Torniamo a parlare delle vicende che riguardano Telenorba e tutto il gruppo di Conversano. Lo facciamo perché, stando a quanto siamo venuti a sapere, esisterebbe un documento depositato presso l’Ispettorato Provinciale del lavoro in cui, nero su bianco, sarebbe stata denunciata una pratica che riguarda i dipendenti dell’emittente satellite Videopuglia, per stessa ammissione dei Montrone in atti firmati dagli stessi in passato.

Dalla lettura del Bilancio al 31 dicembre 2016, infatti, emergerebbe come Videopuglia, in liquidazione, starebbe vendendo i suoi gioielli, ovvero gli impianti e le attrezzature, accumulando nel frattempo un debito di circa un milione di euro nei confronti di Telenorba, facendo evaporare così tutto il patrimonio. In questa operazione, Videopuglia ha anche tentato di licenziare 23 lavoratori alle proprie dipendenze e si sarebbe conclusa la procedura di licenziamento, se non ci fosse stata la opposizione dei dipendenti conclusasi con la successiva e immediata riassunzione a Telenorba.

Proprio questo passaggio, formalmente ineccepibile, rischia di far saltare il coperchio dalla pentola a pressione. Sì, perché, stando a quanto dichiarato dagli stessi lavoratori all’ispettorato, sebbene sulla carta fossero alle dipendenze di Videopuglia e da questa pagati, nella realtà dei fatti avrebbero lavorato regolarmente proprio per Telenorba. A sostegno della tesi, agli atti risulterebbe il contratto di affitto per la sede di Videopuglia: una soffitta di appena 16 metri quadrati, senza nemmeno bagno e luce, in cui far stare tutto e tutti.

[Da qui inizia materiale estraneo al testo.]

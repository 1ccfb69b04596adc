pub mod duration;
pub mod context;
pub mod classification;
pub mod circuit;
pub mod health;
pub mod retry;

pub use context::*;
pub use classification::*;
pub use circuit::*;
pub use health::*;
pub use retry::*;
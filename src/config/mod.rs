use anyhow::Result;
use serde::{Deserialize, Serialize};
use std::path::{Path, PathBuf};

use crate::form::{DeckAction, FormValues, DEFAULT_NUMBER_OF_CARDS, DEFAULT_NUMBER_OF_JOKERS};

/// Initial values for the form fields
#[derive(Debug, Clone, Copy, PartialEq, Eq, Serialize, Deserialize)]
#[serde(default)]
pub struct FormDefaults {
    pub number_of_cards: u32,
    pub number_of_jokers: u32,
    pub deck_action: DeckAction,
}

impl Default for FormDefaults {
    fn default() -> Self {
        Self {
            number_of_cards: DEFAULT_NUMBER_OF_CARDS,
            number_of_jokers: DEFAULT_NUMBER_OF_JOKERS,
            deck_action: DeckAction::Shuffle,
        }
    }
}

impl From<FormDefaults> for FormValues {
    fn from(d: FormDefaults) -> Self {
        FormValues {
            number_of_cards: d.number_of_cards,
            number_of_jokers: d.number_of_jokers,
            deck_action: d.deck_action,
        }
    }
}

/// Hex colour overrides, e.g. `accent = "#ffc107"`
#[derive(Debug, Clone, Default, PartialEq, Eq, Serialize, Deserialize)]
pub struct ThemeOverrides {
    #[serde(skip_serializing_if = "Option::is_none")]
    pub accent: Option<String>,
    #[serde(skip_serializing_if = "Option::is_none")]
    pub danger: Option<String>,
    #[serde(skip_serializing_if = "Option::is_none")]
    pub success: Option<String>,
    #[serde(skip_serializing_if = "Option::is_none")]
    pub text: Option<String>,
    #[serde(skip_serializing_if = "Option::is_none")]
    pub text_dim: Option<String>,
    #[serde(skip_serializing_if = "Option::is_none")]
    pub inactive: Option<String>,
}

#[derive(Debug, Clone, Default, PartialEq, Eq, Serialize, Deserialize)]
pub struct AppConfig {
    /// Form values on startup
    #[serde(default)]
    pub defaults: FormDefaults,

    /// Fixed RNG seed for reproducible shuffles
    #[serde(skip_serializing_if = "Option::is_none")]
    pub seed: Option<u64>,

    #[serde(default)]
    pub theme: ThemeOverrides,
}

impl AppConfig {
    /// Get the config file path
    pub fn config_path() -> Result<PathBuf> {
        let config_dir = dirs::config_dir()
            .ok_or_else(|| anyhow::anyhow!("Could not find config directory"))?
            .join("deckform");
        Ok(config_dir.join("config.toml"))
    }

    /// Load config from the user config dir, falling back to defaults.
    /// Read-only: nothing is written back.
    pub fn load() -> Self {
        match Self::config_path() {
            Ok(path) => Self::load_from(&path),
            Err(e) => {
                tracing::warn!("{}", e);
                AppConfig::default()
            }
        }
    }

    pub fn load_from(path: &Path) -> Self {
        if !path.exists() {
            tracing::debug!(path = %path.display(), "no config file, using defaults");
            return AppConfig::default();
        }

        match std::fs::read_to_string(path) {
            Ok(content) => match Self::parse(&content) {
                Ok(config) => return config,
                Err(e) => tracing::warn!("Failed to parse config: {}", e),
            },
            Err(e) => tracing::warn!("Failed to read config: {}", e),
        }

        AppConfig::default()
    }

    pub fn parse(content: &str) -> Result<Self> {
        Ok(toml::from_str(content)?)
    }
}
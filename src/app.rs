use anyhow::Result;
use crossterm::event::{KeyCode, KeyEvent, KeyModifiers};
use std::time::{Duration, Instant};

use crate::deck::{ActionOutcome, Card, Deck, DeckRng};
use crate::form::{DeckAction, DeckInputForm, FormError, FormEvent, FormValues};

/// How long a status message stays in the info line
const STATUS_TIMEOUT: Duration = Duration::from_secs(3);

/// Longest card code accepted ("joker")
const CARD_INPUT_MAX: usize = 5;

#[derive(Debug, Clone, Copy, PartialEq, Eq)]
pub enum Popup {
    None,
    Help,
    CardPicker,  // Which card to pick for "Pick a card"
}

pub struct App {
    pub form: DeckInputForm,
    pub popup: Popup,

    // Card picker input buffer
    pub card_input: String,

    // Result of the last hand-off, and the deck it left behind
    pub outcome: Option<ActionOutcome>,
    pub deck: Option<Deck>,

    // Status message (shown in info line, auto-clears after timeout)
    pub status_message: Option<String>,
    pub status_message_time: Option<Instant>,

    rng: DeckRng,
}

impl App {
    pub fn new(defaults: FormValues, rng: DeckRng) -> Self {
        Self {
            form: DeckInputForm::with_values(defaults),
            popup: Popup::None,
            card_input: String::new(),
            outcome: None,
            deck: None,
            status_message: None,
            status_message_time: None,
            rng,
        }
    }

    /// Set a status message (auto-clears after 3 seconds)
    pub fn set_status(&mut self, msg: impl Into<String>) {
        self.status_message = Some(msg.into());
        self.status_message_time = Some(Instant::now());
    }

    /// Whether `q` should quit rather than go to a field or popup
    pub fn can_quit(&self) -> bool {
        self.popup == Popup::None && self.form.menu().is_none()
    }

    /// Size of the deck the current form values describe
    pub fn deck_size(&self) -> Result<usize, FormError> {
        let values = self.form.values()?;
        Ok(values.number_of_cards as usize + values.number_of_jokers as usize)
    }

    pub fn handle_key(&mut self, key: KeyEvent) -> Result<()> {
        // Handle popups first
        if self.popup != Popup::None {
            return self.handle_popup_key(key);
        }

        match self.form.handle_key(key) {
            FormEvent::Changed(field) => {
                tracing::trace!(field = field.id(), "field changed");
                Ok(())
            }
            FormEvent::Consumed => Ok(()),
            FormEvent::Unhandled => self.handle_normal_key(key),
        }
    }

    fn handle_normal_key(&mut self, key: KeyEvent) -> Result<()> {
        match key.code {
            // Hand the form values off
            KeyCode::F(2) | KeyCode::Enter => self.submit()?,
            KeyCode::Char('s') if key.modifiers.contains(KeyModifiers::CONTROL) => self.submit()?,

            // Help (? or h)
            KeyCode::Char('?') | KeyCode::Char('h') | KeyCode::F(1) => self.popup = Popup::Help,

            // Return the picked card to its deck
            KeyCode::Char('b') => self.put_back()?,

            // Escape clears the last outcome
            KeyCode::Esc => {
                self.outcome = None;
                self.deck = None;
                self.status_message = None;
            }
            _ => {}
        }
        Ok(())
    }

    fn handle_popup_key(&mut self, key: KeyEvent) -> Result<()> {
        match self.popup {
            Popup::Help => {
                if matches!(key.code, KeyCode::Esc | KeyCode::Char('?') | KeyCode::Char('h') | KeyCode::Enter | KeyCode::Char('q')) {
                    self.popup = Popup::None;
                }
                Ok(())
            }
            Popup::CardPicker => self.handle_card_picker_key(key),
            Popup::None => Ok(()),
        }
    }

    fn handle_card_picker_key(&mut self, key: KeyEvent) -> Result<()> {
        match key.code {
            KeyCode::Esc => {
                self.popup = Popup::None;
                self.card_input.clear();
            }
            KeyCode::Enter => {
                let card: Card = self.card_input.parse()?;
                let values = self.form.values()?;
                self.run_action(&values, Some(card))?;
                self.popup = Popup::None;
                self.card_input.clear();
            }
            KeyCode::Backspace => {
                self.card_input.pop();
            }
            KeyCode::Char(c) => {
                // Rank/suit letters, digits, suit symbols and '*' for a joker
                let allowed = c.is_ascii_alphanumeric() || "*♠♥♣♦".contains(c);
                if allowed && self.card_input.chars().count() < CARD_INPUT_MAX {
                    self.card_input.push(c);
                }
            }
            _ => {}
        }
        Ok(())
    }

    /// Read the form values and run the chosen action
    fn submit(&mut self) -> Result<()> {
        let values = self.form.values()?;
        tracing::debug!(?values, "form submitted");

        if values.deck_action == DeckAction::PickSpecific {
            self.card_input.clear();
            self.popup = Popup::CardPicker;
            return Ok(());
        }

        self.run_action(&values, None)
    }

    fn run_action(&mut self, values: &FormValues, wanted: Option<Card>) -> Result<()> {
        let mut deck = Deck::from_values(values.number_of_cards, values.number_of_jokers)?;
        let outcome = ActionOutcome::perform(&mut deck, values.deck_action, &mut self.rng, wanted)?;
        let msg = match &outcome {
            ActionOutcome::Shuffled { cards } => format!("Shuffled {} cards", cards.len()),
            ActionOutcome::Picked { card, remaining } => {
                format!("Picked {} ({} left in the deck)", card, remaining)
            }
        };
        self.set_status(msg);
        self.outcome = Some(outcome);
        self.deck = Some(deck);
        Ok(())
    }

    /// Insert the last picked card back into the deck it came from
    fn put_back(&mut self) -> Result<()> {
        let (Some(deck), Some(ActionOutcome::Picked { card, .. })) = (self.deck.as_mut(), &self.outcome) else {
            return Ok(());
        };
        let card = *card;

        deck.insert_card(card, false)?;
        let msg = if deck.is_valid_deck() {
            format!("Put {} back, the deck is complete again", card)
        } else {
            format!("Put {} back ({} in the deck)", card, deck.len())
        };

        self.outcome = None;
        self.set_status(msg);
        Ok(())
    }

    /// Periodic housekeeping from the event loop
    pub fn tick(&mut self) {
        if let Some(t) = self.status_message_time {
            if t.elapsed() >= STATUS_TIMEOUT {
                self.status_message = None;
                self.status_message_time = None;
            }
        }
    }
}
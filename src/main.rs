mod app;
mod config;
mod deck;
mod form;
mod theme;
mod ui;

use anyhow::Result;
use clap::Parser;
use crossterm::{
    event::{self, Event, KeyCode, KeyEventKind},
    execute,
    terminal::{disable_raw_mode, enable_raw_mode, EnterAlternateScreen, LeaveAlternateScreen},
};
use ratatui::{backend::CrosstermBackend, Terminal};
use std::io;
use tracing_subscriber::{layer::SubscriberExt, util::SubscriberInitExt};

use app::App;
use config::AppConfig;
use deck::{ActionOutcome, Card, DeckRng};
use form::{DeckAction, FormValues, MAX_COUNT};
use theme::Theme;

#[derive(Parser, Debug)]
#[command(name = "deckform")]
#[command(version)]
#[command(about = "Configure a card deck and shuffle it or pick cards from it")]
struct Args {
    /// Number of non-joker cards in the deck
    #[arg(long, value_name = "N", value_parser = clap::value_parser!(u32).range(..=i64::from(MAX_COUNT)))]
    cards: Option<u32>,

    /// Number of jokers in the deck
    #[arg(long, value_name = "N", value_parser = clap::value_parser!(u32).range(..=i64::from(MAX_COUNT)))]
    jokers: Option<u32>,

    /// Deck action: shuffle, pick-random or pick-specific
    #[arg(short, long)]
    action: Option<DeckAction>,

    /// Seed for reproducible shuffles
    #[arg(long)]
    seed: Option<u64>,

    /// Print the initial form values as JSON and exit
    #[arg(short, long)]
    state: bool,

    /// Run the deck action without the TUI and print the outcome as JSON
    #[arg(short, long)]
    run: bool,

    /// Card to pick with --run and pick-specific (e.g. AS, 10H, *)
    #[arg(long, requires = "run")]
    card: Option<Card>,
}

impl Args {
    /// Config defaults with command-line overrides applied
    fn form_values(&self, config: &AppConfig) -> FormValues {
        let mut values = FormValues::from(config.defaults);
        if let Some(cards) = self.cards {
            values.number_of_cards = cards;
        }
        if let Some(jokers) = self.jokers {
            values.number_of_jokers = jokers;
        }
        if let Some(action) = self.action {
            values.deck_action = action;
        }
        values
    }

    fn rng(&self, config: &AppConfig) -> DeckRng {
        match self.seed.or(config.seed) {
            Some(seed) => DeckRng::from_seed(seed),
            None => DeckRng::from_entropy(),
        }
    }
}

fn main() -> Result<()> {
    // Initialize logging (stderr, so the TUI and JSON output stay clean)
    tracing_subscriber::registry()
        .with(tracing_subscriber::fmt::layer().with_writer(io::stderr))
        .with(tracing_subscriber::EnvFilter::from_default_env())
        .init();

    let args = Args::parse();
    let config = AppConfig::load();
    let values = args.form_values(&config);
    let rng = args.rng(&config);

    // Handle CLI-only commands
    if args.state {
        return print_state(&values);
    }

    if args.run {
        return run_headless(&values, rng, args.card);
    }

    ui::init_theme(Theme::load(&config.theme));

    // Run TUI
    run_tui(App::new(values, rng))
}

fn print_state(values: &FormValues) -> Result<()> {
    println!("{}", serde_json::to_string(values)?);
    Ok(())
}

fn run_headless(values: &FormValues, mut rng: DeckRng, card: Option<Card>) -> Result<()> {
    let outcome = ActionOutcome::run(values, &mut rng, card)?;
    let output = serde_json::json!({
        "form": values,
        "result": outcome,
        "seed": rng.seed(),
    });
    println!("{}", serde_json::to_string(&output)?);
    Ok(())
}

fn run_tui(mut app: App) -> Result<()> {
    // Setup terminal
    enable_raw_mode()?;
    let mut stdout = io::stdout();
    execute!(stdout, EnterAlternateScreen)?;
    let backend = CrosstermBackend::new(stdout);
    let mut terminal = Terminal::new(backend)?;

    // Main loop
    let result = run_app(&mut terminal, &mut app);

    // Restore terminal
    disable_raw_mode()?;
    execute!(terminal.backend_mut(), LeaveAlternateScreen)?;
    terminal.show_cursor()?;

    result
}

fn run_app(terminal: &mut Terminal<CrosstermBackend<io::Stdout>>, app: &mut App) -> Result<()> {
    loop {
        terminal.draw(|f| ui::draw(f, app))?;

        if event::poll(std::time::Duration::from_millis(100))? {
            if let Event::Key(key) = event::read()? {
                if key.kind == KeyEventKind::Press {
                    match key.code {
                        KeyCode::Char('q') if app.can_quit() => return Ok(()),
                        KeyCode::Char('c') if key.modifiers.contains(event::KeyModifiers::CONTROL) => {
                            return Ok(())
                        }
                        _ => {
                            // Report errors in the info line instead of exiting
                            if let Err(e) = app.handle_key(key) {
                                tracing::debug!("key handling failed: {:#}", e);
                                app.set_status(format!("Error: {}", e));
                            }
                        }
                    }
                }
            }
        }

        // Periodic refresh
        app.tick();
    }
}

#[cfg(test)]
mod tests {
    use super::*;

    #[test]
    fn test_cli_overrides_config_defaults() {
        let args = Args::parse_from(["deckform", "--jokers", "2", "--action", "pick-random"]);
        let values = args.form_values(&AppConfig::default());
        assert_eq!(
            values,
            FormValues {
                number_of_cards: 52,
                number_of_jokers: 2,
                deck_action: DeckAction::PickRandom,
            }
        );
    }

    #[test]
    fn test_cli_rejects_unknown_action() {
        assert!(Args::try_parse_from(["deckform", "--action", "deal"]).is_err());
    }

    #[test]
    fn test_card_requires_run() {
        assert!(Args::try_parse_from(["deckform", "--card", "AS"]).is_err());
        let args = Args::try_parse_from(["deckform", "--run", "--card", "AS"]).unwrap();
        assert!(args.card.is_some());
    }

    #[test]
    fn test_seed_falls_back_to_config() {
        let config = AppConfig {
            seed: Some(3),
            ..AppConfig::default()
        };
        let args = Args::parse_from(["deckform"]);
        assert_eq!(args.rng(&config).seed(), Some(3));

        let args = Args::parse_from(["deckform", "--seed", "8"]);
        assert_eq!(args.rng(&config).seed(), Some(8));
    }

    #[test]
    fn test_cli_caps_counts() {
        assert!(Args::try_parse_from(["deckform", "--cards", "4000000000"]).is_err());
        assert!(Args::try_parse_from(["deckform", "--jokers", "5201"]).is_err());
        let args = Args::try_parse_from(["deckform", "--cards", "5200"]).unwrap();
        assert_eq!(args.cards, Some(MAX_COUNT));
    }

    #[test]
    fn test_verify_cli() {
        use clap::CommandFactory;
        Args::command().debug_assert();
    }
}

Fosse accertata la prassi, i soci di minoranza avrebbero almeno due motivi per saltare sulle sedie. Il primo, ovviamente, è il fatto di aver pagato qualcuno che in realtà lavorava per altri. Stipendi, contributi, tfr, tutte voci di spesa che hanno influito sul passivo di Videopuglia e su quello che comporta alla fine dell’anno, quando si tratta di fare i conti sui dividendi tra soci.

Il secondo, ben più grave, è la consapevolezza che quei 23 dipendenti “solo sulla carta” hanno partecipato all’erogazione dei fondi pubblici percepiti dall’emittente. Il rischio, quindi, è dover restituire quanto percepito, a scapito dei diretti concorrenti.